Шрифт:
Интервал:
Закладка:
— Да будет стыдно нам, людям! Желал бы я знать, может ли самая кровожадная гиена за несколько часов уничтожить столько живых существ! Дикие звери не в состоянии убить даже несчастного воробья после того, как утолили свой голод. А мы! Ты, мягкосердная, жрица доброй богини, и мы, друзья муз, поступаем иначе. Смотри, целая гора мёртвых тел, и что с ними станется? Несколько гусей и уток попадут на твою кухню, другие же, например, розовато-красные фламинго, великодушные пеликаны, кормящие своих детёнышей собственной кровью, они все годятся только на то, чтобы их выбросить, потому что биамиты не едят птиц, убитых стрелами, и даже твои чёрные рабы откажутся их попробовать. Итак, мы уничтожаем сотни жизней для времяпрепровождения. Какой позор!

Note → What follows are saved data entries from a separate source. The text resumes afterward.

//! Per-core CPU utilization sampling.
//!
//! One `UtilizationSample` holds a percentage per logical core, all measured
//! over the same interval. The default sampler diffs two reads of `/proc/stat`.

use std::fmt;
use std::fs;
use std::path::PathBuf;
use std::thread;
use std::time::Duration;

use tracing::debug;

use crate::common::constants::SAMPLE_INTERVAL;
use crate::common::{Error, Result};

/// Source of synchronized per-core utilization snapshots.
pub trait UtilizationSampler {
    /// Takes one snapshot covering every logical core.
    fn sample(&mut self) -> Result<UtilizationSample>;
}

/// Utilization percentages in `[0, 100]`, indexed by core.
#[derive(Debug, Clone, PartialEq, Default)]
pub struct UtilizationSample(Vec<f64>);

impl UtilizationSample {
    /// Wraps per-core percentages.
    pub const fn new(per_core: Vec<f64>) -> Self {
        Self(per_core)
    }

    /// A sample where every one of `cores` cores reports `usage`.
    pub fn uniform(cores: usize, usage: f64) -> Self {
        Self(vec![usage; cores])
    }

    /// Number of logical cores covered.
    pub fn len(&self) -> usize {
        self.0.len()
    }

    /// Returns `true` if no core was sampled.
    pub fn is_empty(&self) -> bool {
        self.0.is_empty()
    }

    /// Utilization of `n` cores starting at `start`.
    ///
    /// # Panics
    ///
    /// Panics if the window extends past the sampled cores.
    pub fn window(&self, start: usize, n: usize) -> &[f64] {
        &self.0[start..start + n]
    }

    /// All per-core values.
    pub fn as_slice(&self) -> &[f64] {
        &self.0
    }
}

impl fmt::Display for UtilizationSample {
    fn fmt(&self, f: &mut fmt::Formatter<'_>) -> fmt::Result {
        write!(f, "[")?;
        for (i, usage) in self.0.iter().enumerate() {
            if i > 0 {
                write!(f, ", ")?;
            }
            write!(f, "{usage:.1}")?;
        }
        write!(f, "]")
    }
}

/// Cumulative jiffies of one `cpuN` line in `/proc/stat`.
#[derive(Debug, Clone, Copy, Default, PartialEq, Eq)]
pub struct CpuTimes {
    /// Normal processes in user mode.
    pub user: u64,
    /// Niced processes in user mode.
    pub nice: u64,
    /// Kernel mode.
    pub system: u64,
    /// Idle.
    pub idle: u64,
    /// Waiting for I/O; counted as idle.
    pub iowait: u64,
    /// Servicing interrupts.
    pub irq: u64,
    /// Servicing softirqs.
    pub softirq: u64,
    /// Stolen by the hypervisor.
    pub steal: u64,
}

impl CpuTimes {
    /// Sum of all tracked fields.
    pub const fn total(&self) -> u64 {
        self.busy() + self.idle + self.iowait
    }

    /// Total minus idle and iowait.
    pub const fn busy(&self) -> u64 {
        self.user + self.nice + self.system + self.irq + self.softirq + self.steal
    }

    /// Utilization percentage between an earlier reading and `self`.
    pub fn usage_since(&self, earlier: &Self) -> f64 {
        let total = self.total().saturating_sub(earlier.total());
        if total == 0 {
            return 0.0;
        }
        let busy = self.busy().saturating_sub(earlier.busy());
        (busy as f64 / total as f64 * 100.0).clamp(0.0, 100.0)
    }
}

/// Parses the per-core lines of `/proc/stat`.
///
/// The result is indexed by core id. Ids absent from the file (offline cores)
/// are `None`. The aggregate `cpu` line is ignored.
pub fn parse_proc_stat(content: &str) -> Result<Vec<Option<CpuTimes>>> {
    let mut cores: Vec<Option<CpuTimes>> = Vec::new();
    for line in content.lines() {
        let mut fields = line.split_whitespace();
        let Some(label) = fields.next() else {
            continue;
        };
        let Some(id) = label.strip_prefix("cpu").filter(|s| !s.is_empty()) else {
            continue;
        };
        let Ok(id) = id.parse::<usize>() else {
            continue;
        };
        let values = fields
            .take(8)
            .map(str::parse::<u64>)
            .collect::<std::result::Result<Vec<_>, _>>()
            .map_err(|e| Error::MalformedProcStat(format!("{label}: {e}")))?;
        let [user, nice, system, idle, iowait, irq, softirq, steal] = values[..] else {
            return Err(Error::MalformedProcStat(format!(
                "{label}: expected 8 fields, found {}",
                values.len()
            )));
        };
        if cores.len() <= id {
            cores.resize(id + 1, None);
        }
        cores[id] = Some(CpuTimes {
            user,
            nice,
            system,
            idle,
            iowait,
            irq,
            softirq,
            steal,
        });
    }
    if cores.is_empty() {
        return Err(Error::MalformedProcStat("no per-core lines".to_string()));
    }
    Ok(cores)
}

/// Computes per-core utilization between two parsed `/proc/stat` reads.
///
/// Cores missing from either read report 100 percent so they are never picked.
pub fn usage_between(before: &[Option<CpuTimes>], after: &[Option<CpuTimes>]) -> UtilizationSample {
    let cores = before.len().max(after.len());
    let per_core = (0..cores)
        .map(|id| {
            match (
                before.get(id).copied().flatten(),
                after.get(id).copied().flatten(),
            ) {
                (Some(b), Some(a)) => a.usage_since(&b),
                _ => 100.0,
            }
        })
        .collect();
    UtilizationSample::new(per_core)
}

/// Samples `/proc/stat` twice, one interval apart.
#[derive(Debug, Clone)]
pub struct ProcStatSampler {
    path: PathBuf,
    interval: Duration,
}

impl Default for ProcStatSampler {
    fn default() -> Self {
        Self::new()
    }
}

impl ProcStatSampler {
    /// Sampler over `/proc/stat` with the default one-second interval.
    pub fn new() -> Self {
        Self::with_source("/proc/stat", SAMPLE_INTERVAL)
    }

    /// Sampler over an arbitrary stat file and interval.
    pub fn with_source(path: impl Into<PathBuf>, interval: Duration) -> Self {
        Self {
            path: path.into(),
            interval,
        }
    }

    fn read(&self) -> Result<Vec<Option<CpuTimes>>> {
        let content = fs::read_to_string(&self.path).map_err(|e| Error::io(&self.path, e))?;
        parse_proc_stat(&content)
    }
}

impl UtilizationSampler for ProcStatSampler {
    fn sample(&mut self) -> Result<UtilizationSample> {
        let before = self.read()?;
        thread::sleep(self.interval);
        let after = self.read()?;
        let sample = usage_between(&before, &after);
        debug!(cores = sample.len(), "sampled cpu utilization");
        Ok(sample)
    }
}
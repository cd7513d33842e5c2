//! CI suite runner.
//!
//! Workloads run one after another; the first failure ends the suite. Before
//! returning, the failing run's waveforms, simulator binary, netlist and debug
//! database are copied to `WAVE_HOME` when it is not the build directory.

use std::fs;
use std::path::{Path, PathBuf};

use tracing::{info, warn};

use crate::common::Result;
use crate::exec::ExitOutcome;
use crate::sim::{Artifact, Launcher, SimulatorKind};

/// Runs a list of workloads on one simulator.
#[derive(Debug)]
pub struct CiRunner<'a> {
    launcher: Launcher<'a>,
    kind: SimulatorKind,
}

impl<'a> CiRunner<'a> {
    /// Runner driving `launcher` with the `kind` simulator.
    pub const fn new(launcher: Launcher<'a>, kind: SimulatorKind) -> Self {
        Self { launcher, kind }
    }

    /// Runs every workload in order and returns the suite's exit code.
    ///
    /// Returns 0 if all runs pass, otherwise the code of the first failing or
    /// interrupted run.
    ///
    /// # Errors
    ///
    /// Propagates launcher errors; artifact copy failures are only logged.
    pub fn run(&mut self, workloads: &[PathBuf]) -> Result<i32> {
        for (index, workload) in workloads.iter().enumerate() {
            info!("[{}/{}] {}", index + 1, workloads.len(), workload.display());
            let outcome = self.launcher.run(self.kind, workload)?;
            if outcome == ExitOutcome::Interrupted {
                warn!("suite interrupted");
                return Ok(outcome.code());
            }
            if !outcome.is_success() {
                let homes = &self.launcher.config().homes;
                if homes.has_custom_wave_home() {
                    info!("copy wave file to {}", homes.wave_home.display());
                    let _ = collect_artifacts(
                        &homes.build_dir(),
                        &homes.wave_home,
                        self.kind.artifacts(),
                    );
                }
                return Ok(outcome.code());
            }
        }
        Ok(0)
    }
}

/// Copies `artifacts` from `build_dir` into `dest` and returns the copied files.
///
/// Missing artifacts and copy failures are logged and skipped.
pub fn collect_artifacts(build_dir: &Path, dest: &Path, artifacts: &[Artifact]) -> Vec<PathBuf> {
    if let Err(e) = fs::create_dir_all(dest) {
        warn!("cannot create {}: {e}", dest.display());
        return Vec::new();
    }
    let sources = artifacts.iter().flat_map(|artifact| match artifact {
        Artifact::File(rel) => vec![build_dir.join(rel)],
        Artifact::Suffix(suffix) => matching_files(build_dir, suffix),
    });

    let mut copied = Vec::new();
    for source in sources {
        let Some(name) = source.file_name() else {
            continue;
        };
        let target = dest.join(name);
        match fs::copy(&source, &target) {
            Ok(_) => copied.push(target),
            Err(e) => warn!("cp {} {}: {e}", source.display(), target.display()),
        }
    }
    copied
}

fn matching_files(dir: &Path, suffix: &str) -> Vec<PathBuf> {
    let Ok(entries) = fs::read_dir(dir) else {
        return Vec::new();
    };
    let mut files: Vec<PathBuf> = entries
        .filter_map(std::result::Result::ok)
        .filter(|entry| entry.file_type().is_ok_and(|t| t.is_file()))
        .map(|entry| entry.path())
        .filter(|path| {
            path.file_name()
                .is_some_and(|name| name.to_string_lossy().ends_with(suffix))
        })
        .collect();
    files.sort();
    files
}
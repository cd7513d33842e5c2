//! # Workload Tests
//!
//! Discovery over temporary trees, suite file parsing and source resolution.

use std::collections::BTreeMap;
use std::io::Write;
use std::path::{Path, PathBuf};

use pretty_assertions::assert_eq;
use rand::SeedableRng;
use rand::rngs::StdRng;
use rstest::rstest;
use tempfile::{NamedTempFile, TempDir};
use xsrun_core::Error;
use xsrun_core::workload::suite::expand_vars;
use xsrun_core::workload::{Suite, SuiteFile, SuiteSource, find_files_with_suffix, list_dir_with_suffix};

use crate::common::harness::write_file;

fn tree() -> TempDir {
    let dir = TempDir::new().unwrap();
    for rel in [
        "isa/rv64ui-p-add.bin",
        "isa/rv64ui-p-sub.bin",
        "isa/rv64um-p-mul.bin",
        "isa/rv64uf-p-fadd.bin",
        "isa/rv64ui-p-add.dump",
        "ckpt/gcc/_100_0.1_.zstd",
        "ckpt/gcc/nested/_200_0.2_.gz",
        "ckpt/mcf/_300_0.3_.zstd",
        "ckpt/mcf/readme.txt",
    ] {
        write_file(&dir.path().join(rel), "");
    }
    std::fs::create_dir_all(dir.path().join("isa/sub.bin")).unwrap();
    dir
}

fn names(paths: &[PathBuf]) -> Vec<String> {
    paths
        .iter()
        .map(|p| p.file_name().unwrap().to_string_lossy().into_owned())
        .collect()
}

#[test]
fn test_find_files_recursively() {
    let dir = tree();
    let found = find_files_with_suffix(&dir.path().join("ckpt"), &[".zstd", ".gz"]);
    assert_eq!(names(&found), vec!["_100_0.1_.zstd", "_200_0.2_.gz", "_300_0.3_.zstd"]);
}

#[test]
fn test_find_files_missing_root_is_empty() {
    assert!(find_files_with_suffix(Path::new("/nonexistent/ckpt"), &[".gz"]).is_empty());
}

#[rstest]
#[case(&[], vec!["rv64uf-p-fadd.bin", "rv64ui-p-add.bin", "rv64ui-p-sub.bin", "rv64um-p-mul.bin"])]
#[case(&["rv64ui", "rv64um"], vec!["rv64ui-p-add.bin", "rv64ui-p-sub.bin", "rv64um-p-mul.bin"])]
#[case(&["rv32"], vec![])]
fn test_list_dir_with_prefixes(#[case] prefixes: &[&str], #[case] expected: Vec<&str>) {
    let dir = tree();
    let found = list_dir_with_suffix(&dir.path().join("isa"), ".bin", prefixes).unwrap();
    assert_eq!(names(&found), expected);
}

#[test]
fn test_list_missing_dir_is_error() {
    let err = list_dir_with_suffix::<&str>(Path::new("/nonexistent/isa"), ".bin", &[]).unwrap_err();
    assert!(matches!(err, Error::Io { .. }));
}

fn vars(pairs: &[(&str, &str)]) -> BTreeMap<String, String> {
    pairs
        .iter()
        .map(|(k, v)| ((*k).to_string(), (*v).to_string()))
        .collect()
}

#[rstest]
#[case("$RVTEST_HOME/isa/build", "/opt/riscv-tests/isa/build")]
#[case("${RVTEST_HOME}x/isa", "/opt/riscv-testsx/isa")]
#[case("$UNKNOWN/a", "$UNKNOWN/a")]
#[case("/plain/path", "/plain/path")]
#[case("$NOOP_HOME/$RVTEST_HOME", "/rtl//opt/riscv-tests")]
fn test_expand_vars(#[case] input: &str, #[case] expected: &str) {
    let vars = vars(&[("RVTEST_HOME", "/opt/riscv-tests"), ("NOOP_HOME", "/rtl/")]);
    assert_eq!(expand_vars(Path::new(input), &vars), PathBuf::from(expected));
}

#[test]
fn test_sources_resolve_in_order() {
    let dir = tree();
    let root = dir.path().display().to_string();
    let suite = Suite {
        sources: vec![
            SuiteSource::List {
                base: PathBuf::from("$ROOT/isa"),
                entries: vec![PathBuf::from("rv64ui-p-add.bin")],
            },
            SuiteSource::App {
                base: PathBuf::from("/apps"),
                bench: "coremark".to_string(),
            },
            SuiteSource::Directory {
                dir: PathBuf::from("$ROOT/isa"),
                suffix: ".bin".to_string(),
                prefixes: vec!["rv64um".to_string()],
            },
        ],
    };
    let workloads = suite
        .workloads(&vars(&[("ROOT", root.as_str())]), &mut StdRng::seed_from_u64(0))
        .unwrap();
    assert_eq!(
        workloads,
        vec![
            dir.path().join("isa/rv64ui-p-add.bin"),
            PathBuf::from("/apps/coremark/coremark-riscv64-xs.bin"),
            dir.path().join("isa/rv64um-p-mul.bin"),
        ]
    );
}

#[test]
fn test_random_checkpoint_picks_one_from_pool() {
    let dir = tree();
    let source = SuiteSource::RandomCheckpoint {
        roots: vec![dir.path().join("ckpt/gcc"), dir.path().join("ckpt/mcf")],
        suffixes: vec![".zstd".to_string(), ".gz".to_string()],
    };
    let pool = find_files_with_suffix(&dir.path().join("ckpt"), &[".zstd", ".gz"]);
    let mut rng = StdRng::seed_from_u64(11);
    for _ in 0..10 {
        let picked = source.resolve(&BTreeMap::new(), &mut rng).unwrap();
        assert_eq!(picked.len(), 1);
        assert!(pool.contains(&picked[0]), "{picked:?}");
    }

    let a = source.resolve(&BTreeMap::new(), &mut StdRng::seed_from_u64(3)).unwrap();
    let b = source.resolve(&BTreeMap::new(), &mut StdRng::seed_from_u64(3)).unwrap();
    assert_eq!(a, b);
}

#[test]
fn test_random_checkpoint_empty_pool() {
    let source = SuiteSource::RandomCheckpoint {
        roots: vec![PathBuf::from("/nonexistent/ckpt")],
        suffixes: vec![".zstd".to_string()],
    };
    let err = source
        .resolve(&BTreeMap::new(), &mut StdRng::seed_from_u64(0))
        .unwrap_err();
    assert!(matches!(err, Error::NoWorkloads(_)));
}

#[test]
fn test_empty_suite_is_error() {
    let err = Suite::default()
        .workloads(&BTreeMap::new(), &mut StdRng::seed_from_u64(0))
        .unwrap_err();
    assert!(matches!(err, Error::NoWorkloads(_)));
}

const SUITES: &str = r#"{
  "suites": {
    "riscv-tests": { "sources": [
      { "kind": "directory", "dir": "$RVTEST_HOME/isa/build", "prefixes": ["rv64ui"] }
    ] },
    "random": { "sources": [
      { "kind": "random_checkpoint", "roots": ["/share/checkpoints"] }
    ] },
    "cputest": { "sources": [
      { "kind": "list", "base": "$AM_HOME/tests/cputest/build",
        "entries": ["add-riscv64-xs.bin", "bit-riscv64-xs.bin"] }
    ] }
  }
}"#;

#[test]
fn test_suite_file_parses_with_defaults() {
    let mut file = NamedTempFile::new().unwrap();
    file.write_all(SUITES.as_bytes()).unwrap();
    let suites = SuiteFile::load(file.path()).unwrap();
    assert_eq!(suites.suites.len(), 3);

    assert_eq!(
        suites.suite("riscv-tests").unwrap().sources,
        vec![SuiteSource::Directory {
            dir: PathBuf::from("$RVTEST_HOME/isa/build"),
            suffix: ".bin".to_string(),
            prefixes: vec!["rv64ui".to_string()],
        }]
    );
    assert_eq!(
        suites.suite("random").unwrap().sources,
        vec![SuiteSource::RandomCheckpoint {
            roots: vec![PathBuf::from("/share/checkpoints")],
            suffixes: vec![".zstd".to_string(), ".gz".to_string()],
        }]
    );

    let cputest = suites
        .suite("cputest")
        .unwrap()
        .workloads(&vars(&[("AM_HOME", "/am")]), &mut StdRng::seed_from_u64(0))
        .unwrap();
    assert_eq!(
        cputest,
        vec![
            PathBuf::from("/am/tests/cputest/build/add-riscv64-xs.bin"),
            PathBuf::from("/am/tests/cputest/build/bit-riscv64-xs.bin"),
        ]
    );
}

#[test]
fn test_unknown_suite() {
    let suites: SuiteFile = serde_json::from_str(SUITES).unwrap();
    assert!(matches!(suites.suite("linux"), Err(Error::UnknownSuite(name)) if name == "linux"));
}

#[test]
fn test_invalid_suite_file() {
    let mut file = NamedTempFile::new().unwrap();
    file.write_all(br#"{ "suites": { "x": { "sources": [ { "kind": "nope" } ] } } }"#)
        .unwrap();
    assert!(matches!(
        SuiteFile::load(file.path()),
        Err(Error::SuiteFile { .. })
    ));
    assert!(matches!(
        SuiteFile::load(Path::new("/nonexistent/suites.json")),
        Err(Error::Io { .. })
    ));
}
//! NUMA topology lookup.
//!
//! The finder asks a `TopologyProbe` which node owns the first core of a
//! window. When the probe has no answer the two-node bisection in
//! [`super::window::bisect_node`] is used instead.

use std::fs;
use std::path::Path;

use tracing::debug;

/// Maps cores to NUMA nodes.
pub trait TopologyProbe {
    /// Node owning `core`, or `None` if unknown.
    fn node_of(&self, core: usize) -> Option<usize>;
}

/// Probe that never knows; forces the bisection fallback.
#[derive(Debug, Clone, Copy, Default)]
pub struct UnknownTopology;

impl TopologyProbe for UnknownTopology {
    fn node_of(&self, _core: usize) -> Option<usize> {
        None
    }
}

/// Topology read from `/sys/devices/system/node/node*/cpulist`.
#[derive(Debug, Clone, Default, PartialEq, Eq)]
pub struct SysfsTopology {
    nodes: Vec<(usize, Vec<usize>)>,
}

impl SysfsTopology {
    /// Loads the host topology; an unreadable sysfs yields an empty topology.
    pub fn load() -> Self {
        Self::load_from(Path::new("/sys/devices/system/node"))
    }

    /// Loads a topology from a directory laid out like `/sys/devices/system/node`.
    pub fn load_from(root: &Path) -> Self {
        let Ok(dir) = fs::read_dir(root) else {
            debug!(root = %root.display(), "numa topology unavailable");
            return Self::default();
        };
        let mut nodes: Vec<(usize, Vec<usize>)> = dir
            .filter_map(std::result::Result::ok)
            .filter_map(|entry| {
                let name = entry.file_name();
                let id = name.to_str()?.strip_prefix("node")?.parse().ok()?;
                let cpulist = fs::read_to_string(entry.path().join("cpulist")).ok()?;
                Some((id, parse_cpulist(&cpulist)))
            })
            .collect();
        nodes.sort_by_key(|(id, _)| *id);
        Self { nodes }
    }

    /// Builds a topology from explicit node/core lists.
    pub const fn from_nodes(nodes: Vec<(usize, Vec<usize>)>) -> Self {
        Self { nodes }
    }

    /// Number of nodes found.
    pub fn node_count(&self) -> usize {
        self.nodes.len()
    }
}

impl TopologyProbe for SysfsTopology {
    fn node_of(&self, core: usize) -> Option<usize> {
        self.nodes
            .iter()
            .find(|(_, cores)| cores.contains(&core))
            .map(|(id, _)| *id)
    }
}

/// Parses a kernel cpulist such as `0-3,8,10-11`.
///
/// Malformed items are ignored. The result is sorted and deduplicated.
pub fn parse_cpulist(cpulist: &str) -> Vec<usize> {
    let mut cores = Vec::new();
    for part in cpulist.trim().split(',').map(str::trim).filter(|p| !p.is_empty()) {
        if let Some((first, last)) = part.split_once('-') {
            if let (Ok(first), Ok(last)) = (first.parse::<usize>(), last.parse::<usize>()) {
                cores.extend(first..=last);
            }
        } else if let Ok(core) = part.parse::<usize>() {
            cores.push(core);
        }
    }
    cores.sort_unstable();
    cores.dedup();
    cores
}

Как будто у нас так много лишних часов до того времени, когда нас примет мрачный Аид в своё царство теней. Какой-нибудь звериный философ имел бы полное право сказать нам: «Стыдись, кровожадное чудовище!»
— Стыдись ты, вечно недовольный, — прервала его обиженная Дафна. — Кто когда-либо находил жестоким убивать бессмысленных тварей на весёлой охоте с целью развить зоркость зрения и верность руки? Но как должна я назвать того, кто своими едкими упрёками испортил мне, своей приятельнице, всё удовольствие от весело проведённого утра?
Гермон пожал плечами и тоном скорее сожаления, нежели порицания, сказал:
— Если тебе нравится эта масса трупов, то продолжай твои убийства; ты можешь даже сохранять свои стрелы и ловить руками кишащую здесь дичь. Будь твои жертвы людьми, кто знает, быть может, они были бы тебе очень благодарны, ибо что такое жизнь?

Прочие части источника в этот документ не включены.